Collected data entries:
□ □ □ □ □ □ □

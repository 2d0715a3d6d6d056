//! Orchestration controller.
//!
//! Drives one run through `Polling` → `Delivering` → `Completed`, or
//! `Polling` → `Expired`, by alternating [`decide`] with the step the decision
//! asks for. Driving always starts from the run's creation and replays the
//! recorded history, so the same call resumes a run after any restart. A run
//! resumed past its deadline expires without another lookup.

use std::sync::Arc;

use uuid::Uuid;

use courier_common::types::{
    DateKey, DeliveryOutcome, FailureKind, FailureReport, FetchOutcome, OrchestrationRun,
    PollPolicy, RunState,
};
use courier_fetcher::ContentFetcher;
use courier_notifier::Notifier;

use crate::clock::Clock;
use crate::context::RunContext;
use crate::decision::{Action, LastStep, decide};
use crate::error::EngineError;
use crate::store::RunStore;

pub struct Orchestrator {
    fetcher: Arc<dyn ContentFetcher>,
    notifier: Arc<dyn Notifier>,
    store: Arc<dyn RunStore>,
    clock: Arc<dyn Clock>,
}

impl Orchestrator {
    pub fn new(
        fetcher: Arc<dyn ContentFetcher>,
        notifier: Arc<dyn Notifier>,
        store: Arc<dyn RunStore>,
        clock: Arc<dyn Clock>,
    ) -> Self {
        Self {
            fetcher,
            notifier,
            store,
            clock,
        }
    }

    pub fn store(&self) -> &Arc<dyn RunStore> {
        &self.store
    }

    /// Create a new run for `date_key`. The run is persisted but not driven.
    pub async fn start(
        &self,
        date_key: DateKey,
        policy: PollPolicy,
    ) -> Result<OrchestrationRun, EngineError> {
        let run = OrchestrationRun::new(Uuid::new_v4(), date_key, self.clock.now(), policy);
        self.store.create_run(&run).await?;

        tracing::info!(
            run_id = %run.run_id,
            date_key = %run.date_key,
            deadline_at = %run.deadline_at,
            poll_interval_secs = run.poll_interval_secs,
            "Run started"
        );

        Ok(run)
    }

    /// Drive a run to a terminal state, replaying whatever it already recorded.
    pub async fn drive(&self, run_id: Uuid) -> Result<OrchestrationRun, EngineError> {
        let stored = self
            .store
            .load_run(run_id)
            .await?
            .ok_or(EngineError::RunNotFound(run_id))?;
        if stored.is_terminal() {
            return Ok(stored);
        }

        let history = self.store.load_steps(run_id).await?;
        let mut ctx = RunContext::new(&stored, history, self.store.as_ref(), self.clock.as_ref())?;
        if ctx.is_replaying() {
            tracing::info!(run_id = %run_id, "Resuming run from its step log");
        }

        let mut run = stored.restarted();
        let mut last = LastStep::Entered;

        loop {
            ctx.sync_time().await?;
            match decide(&run, &last, ctx.now()) {
                Action::Fetch => {
                    run.poll_count += 1;
                    if !ctx.is_replaying() {
                        tracing::info!(
                            run_id = %run.run_id,
                            date_key = %run.date_key,
                            poll_count = run.poll_count,
                            "Polling"
                        );
                    }

                    let outcome = ctx
                        .fetch(self.fetcher.as_ref(), run.date_key, run.poll_count)
                        .await?;
                    if !ctx.is_replaying() {
                        log_fetch(&run, &outcome);
                    }
                    ctx.checkpoint(&run).await?;
                    last = LastStep::Fetched(outcome);
                }

                Action::Wait { until } => {
                    ctx.wait_until(run.poll_count, until).await?;
                    last = LastStep::TimerFired;
                }

                Action::Deliver(content) => {
                    run.state = RunState::Delivering;
                    run.result = Some(content.clone());
                    ctx.checkpoint(&run).await?;
                    if !ctx.is_replaying() {
                        tracing::info!(
                            run_id = %run.run_id,
                            title = %content.title,
                            "Delivering"
                        );
                    }

                    let outcome = ctx.deliver(self.notifier.as_ref(), &content).await?;
                    last = LastStep::Delivered(outcome);
                }

                Action::Complete { delivery_error } => {
                    run.state = RunState::Completed;
                    run.delivery_error = delivery_error.clone();
                    run.finished_at = Some(ctx.now());

                    if let Some(reason) = delivery_error {
                        self.report(&mut ctx, &run, FailureKind::DeliveryFailed, reason)
                            .await?;
                    }
                    break;
                }

                Action::Expire => {
                    run.state = RunState::Expired;
                    run.finished_at = Some(ctx.now());

                    let detail = match &last {
                        LastStep::Fetched(FetchOutcome::Error(reason)) => format!(
                            "no content after {} attempts; last lookup failed: {}",
                            run.poll_count, reason
                        ),
                        _ => format!("no content after {} attempts", run.poll_count),
                    };
                    self.report(&mut ctx, &run, FailureKind::Expired, detail)
                        .await?;
                    break;
                }

                Action::Halt => {
                    return Err(EngineError::CorruptHistory {
                        run_id,
                        detail: format!("no way forward from state {}", run.state),
                    });
                }
            }
        }

        if ctx.is_replaying() {
            return Err(EngineError::CorruptHistory {
                run_id,
                detail: "recorded steps remain after the run finished".to_string(),
            });
        }
        ctx.checkpoint(&run).await?;
        tracing::info!(
            run_id = %run.run_id,
            date_key = %run.date_key,
            state = %run.state,
            poll_count = run.poll_count,
            delivery_error = run.delivery_error.as_deref(),
            replayed_steps = ctx.replayed(),
            "Run finished"
        );

        Ok(run)
    }

    /// Create a run and drive it to completion.
    pub async fn run(
        &self,
        date_key: DateKey,
        policy: PollPolicy,
    ) -> Result<OrchestrationRun, EngineError> {
        let run = self.start(date_key, policy).await?;
        self.drive(run.run_id).await
    }

    async fn report(
        &self,
        ctx: &mut RunContext<'_>,
        run: &OrchestrationRun,
        kind: FailureKind,
        detail: String,
    ) -> Result<(), EngineError> {
        let report = FailureReport {
            run_id: run.run_id,
            date_key: run.date_key,
            kind,
            detail,
        };
        if !ctx.is_replaying() {
            tracing::error!(
                run_id = %run.run_id,
                date_key = %run.date_key,
                kind = ?kind,
                detail = %report.detail,
                "Run failed"
            );
        }

        if let DeliveryOutcome::Error(reason) = ctx.report(self.notifier.as_ref(), &report).await? {
            // Reports are not retried; the run's record still carries the failure.
            tracing::error!(
                run_id = %run.run_id,
                notifier = self.notifier.name(),
                error = %reason,
                "Failed to send failure report"
            );
        }
        Ok(())
    }
}

fn log_fetch(run: &OrchestrationRun, outcome: &FetchOutcome) {
    match outcome {
        FetchOutcome::Found(content) => tracing::info!(
            run_id = %run.run_id,
            poll_count = run.poll_count,
            title = %content.title,
            locator = %content.locator,
            "Found"
        ),
        FetchOutcome::NotFound => tracing::debug!(
            run_id = %run.run_id,
            poll_count = run.poll_count,
            "Content not published yet"
        ),
        FetchOutcome::Error(reason) => tracing::warn!(
            run_id = %run.run_id,
            poll_count = run.poll_count,
            error = %reason,
            "Lookup failed"
        ),
    }
}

□ □ □ □ □ □ □

Write out the records shown above, exactly as they appear.

repository 2d0715a3d6d6d056
//! Orchestration controller.
//!
//! Drives one run through `Polling` → `Delivering` → `Completed`, or
//! `Polling` → `Expired`, by alternating [`decide`] with the step the decision
//! asks for. Driving always starts from the run's creation and replays the
//! recorded history, so the same call resumes a run after any restart. A run
//! resumed past its deadline expires without another lookup.

use std::sync::Arc;

use uuid::Uuid;

use courier_common::types::{
    DateKey, DeliveryOutcome, FailureKind, FailureReport, FetchOutcome, OrchestrationRun,
    PollPolicy, RunState,
};
use courier_fetcher::ContentFetcher;
use courier_notifier::Notifier;

use crate::clock::Clock;
use crate::context::RunContext;
use crate::decision::{Action, LastStep, decide};
use crate::error::EngineError;
use crate::store::RunStore;

pub struct Orchestrator {
    fetcher: Arc<dyn ContentFetcher>,
    notifier: Arc<dyn Notifier>,
    store: Arc<dyn RunStore>,
    clock: Arc<dyn Clock>,
}

impl Orchestrator {
    pub fn new(
        fetcher: Arc<dyn ContentFetcher>,
        notifier: Arc<dyn Notifier>,
        store: Arc<dyn RunStore>,
        clock: Arc<dyn Clock>,
    ) -> Self {
        Self {
            fetcher,
            notifier,
            store,
            clock,
        }
    }

    pub fn store(&self) -> &Arc<dyn RunStore> {
        &self.store
    }

    /// Create a new run for `date_key`. The run is persisted but not driven.
    pub async fn start(
        &self,
        date_key: DateKey,
        policy: PollPolicy,
    ) -> Result<OrchestrationRun, EngineError> {
        let run = OrchestrationRun::new(Uuid::new_v4(), date_key, self.clock.now(), policy);
        self.store.create_run(&run).await?;

        tracing::info!(
            run_id = %run.run_id,
            date_key = %run.date_key,
            deadline_at = %run.deadline_at,
            poll_interval_secs = run.poll_interval_secs,
            "Run started"
        );

        Ok(run)
    }

    /// Drive a run to a terminal state, replaying whatever it already recorded.
    pub async fn drive(&self, run_id: Uuid) -> Result<OrchestrationRun, EngineError> {
        let stored = self
            .store
            .load_run(run_id)
            .await?
            .ok_or(EngineError::RunNotFound(run_id))?;
        if stored.is_terminal() {
            return Ok(stored);
        }

        let history = self.store.load_steps(run_id).await?;
        let mut ctx = RunContext::new(&stored, history, self.store.as_ref(), self.clock.as_ref())?;
        if ctx.is_replaying() {
            tracing::info!(run_id = %run_id, "Resuming run from its step log");
        }

        let mut run = stored.restarted();
        let mut last = LastStep::Entered;

        loop {
            ctx.sync_time().await?;
            match decide(&run, &last, ctx.now()) {
                Action::Fetch => {
                    run.poll_count += 1;
                    if !ctx.is_replaying() {
                        tracing::info!(
                            run_id = %run.run_id,
                            date_key = %run.date_key,
                            poll_count = run.poll_count,
                            "Polling"
                        );
                    }

                    let outcome = ctx
                        .fetch(self.fetcher.as_ref(), run.date_key, run.poll_count)
                        .await?;
                    if !ctx.is_replaying() {
                        log_fetch(&run, &outcome);
                    }
                    ctx.checkpoint(&run).await?;
                    last = LastStep::Fetched(outcome);
                }

                Action::Wait { until } => {
                    ctx.wait_until(run.poll_count, until).await?;
                    last = LastStep::TimerFired;
                }

                Action::Deliver(content) => {
                    run.state = RunState::Delivering;
                    run.result = Some(content.clone());
                    ctx.checkpoint(&run).await?;
                    if !ctx.is_replaying() {
                        tracing::info!(
                            run_id = %run.run_id,
                            title = %content.title,
                            "Delivering"
                        );
                    }

                    let outcome = ctx.deliver(self.notifier.as_ref(), &content).await?;
                    last = LastStep::Delivered(outcome);
                }

                Action::Complete { delivery_error } => {
                    run.state = RunState::Completed;
                    run.delivery_error = delivery_error.clone();
                    run.finished_at = Some(ctx.now());

                    if let Some(reason) = delivery_error {
                        self.report(&mut ctx, &run, FailureKind::DeliveryFailed, reason)
                            .await?;
                    }
                    break;
                }

                Action::Expire => {
                    run.state = RunState::Expired;
                    run.finished_at = Some(ctx.now());

                    let detail = match &last {
                        LastStep::Fetched(FetchOutcome::Error(reason)) => format!(
                            "no content after {} attempts; last lookup failed: {}",
                            run.poll_count, reason
                        ),
                        _ => format!("no content after {} attempts", run.poll_count),
                    };
                    self.report(&mut ctx, &run, FailureKind::Expired, detail)
                        .await?;
                    break;
                }

                Action::Halt => {
                    return Err(EngineError::CorruptHistory {
                        run_id,
                        detail: format!("no way forward from state {}", run.state),
                    });
                }
            }
        }

        if ctx.is_replaying() {
            return Err(EngineError::CorruptHistory {
                run_id,
                detail: "recorded steps remain after the run finished".to_string(),
            });
        }
        ctx.checkpoint(&run).await?;
        tracing::info!(
            run_id = %run.run_id,
            date_key = %run.date_key,
            state = %run.state,
            poll_count = run.poll_count,
            delivery_error = run.delivery_error.as_deref(),
            replayed_steps = ctx.replayed(),
            "Run finished"
        );

        Ok(run)
    }

    /// Create a run and drive it to completion.
    pub async fn run(
        &self,
        date_key: DateKey,
        policy: PollPolicy,
    ) -> Result<OrchestrationRun, EngineError> {
        let run = self.start(date_key, policy).await?;
        self.drive(run.run_id).await
    }

    async fn report(
        &self,
        ctx: &mut RunContext<'_>,
        run: &OrchestrationRun,
        kind: FailureKind,
        detail: String,
    ) -> Result<(), EngineError> {
        let report = FailureReport {
            run_id: run.run_id,
            date_key: run.date_key,
            kind,
            detail,
        };
        if !ctx.is_replaying() {
            tracing::error!(
                run_id = %run.run_id,
                date_key = %run.date_key,
                kind = ?kind,
                detail = %report.detail,
                "Run failed"
            );
        }

        if let DeliveryOutcome::Error(reason) = ctx.report(self.notifier.as_ref(), &report).await? {
            // Reports are not retried; the run's record still carries the failure.
            tracing::error!(
                run_id = %run.run_id,
                notifier = self.notifier.name(),
                error = %reason,
                "Failed to send failure report"
            );
        }
        Ok(())
    }
}

fn log_fetch(run: &OrchestrationRun, outcome: &FetchOutcome) {
    match outcome {
        FetchOutcome::Found(content) => tracing::info!(
            run_id = %run.run_id,
            poll_count = run.poll_count,
            title = %content.title,
            locator = %content.locator,
            "Found"
        ),
        FetchOutcome::NotFound => tracing::debug!(
            run_id = %run.run_id,
            poll_count = run.poll_count,
            "Content not published yet"
        ),
        FetchOutcome::Error(reason) => tracing::warn!(
            run_id = %run.run_id,
            poll_count = run.poll_count,
            error = %reason,
            "Lookup failed"
        ),
    }
}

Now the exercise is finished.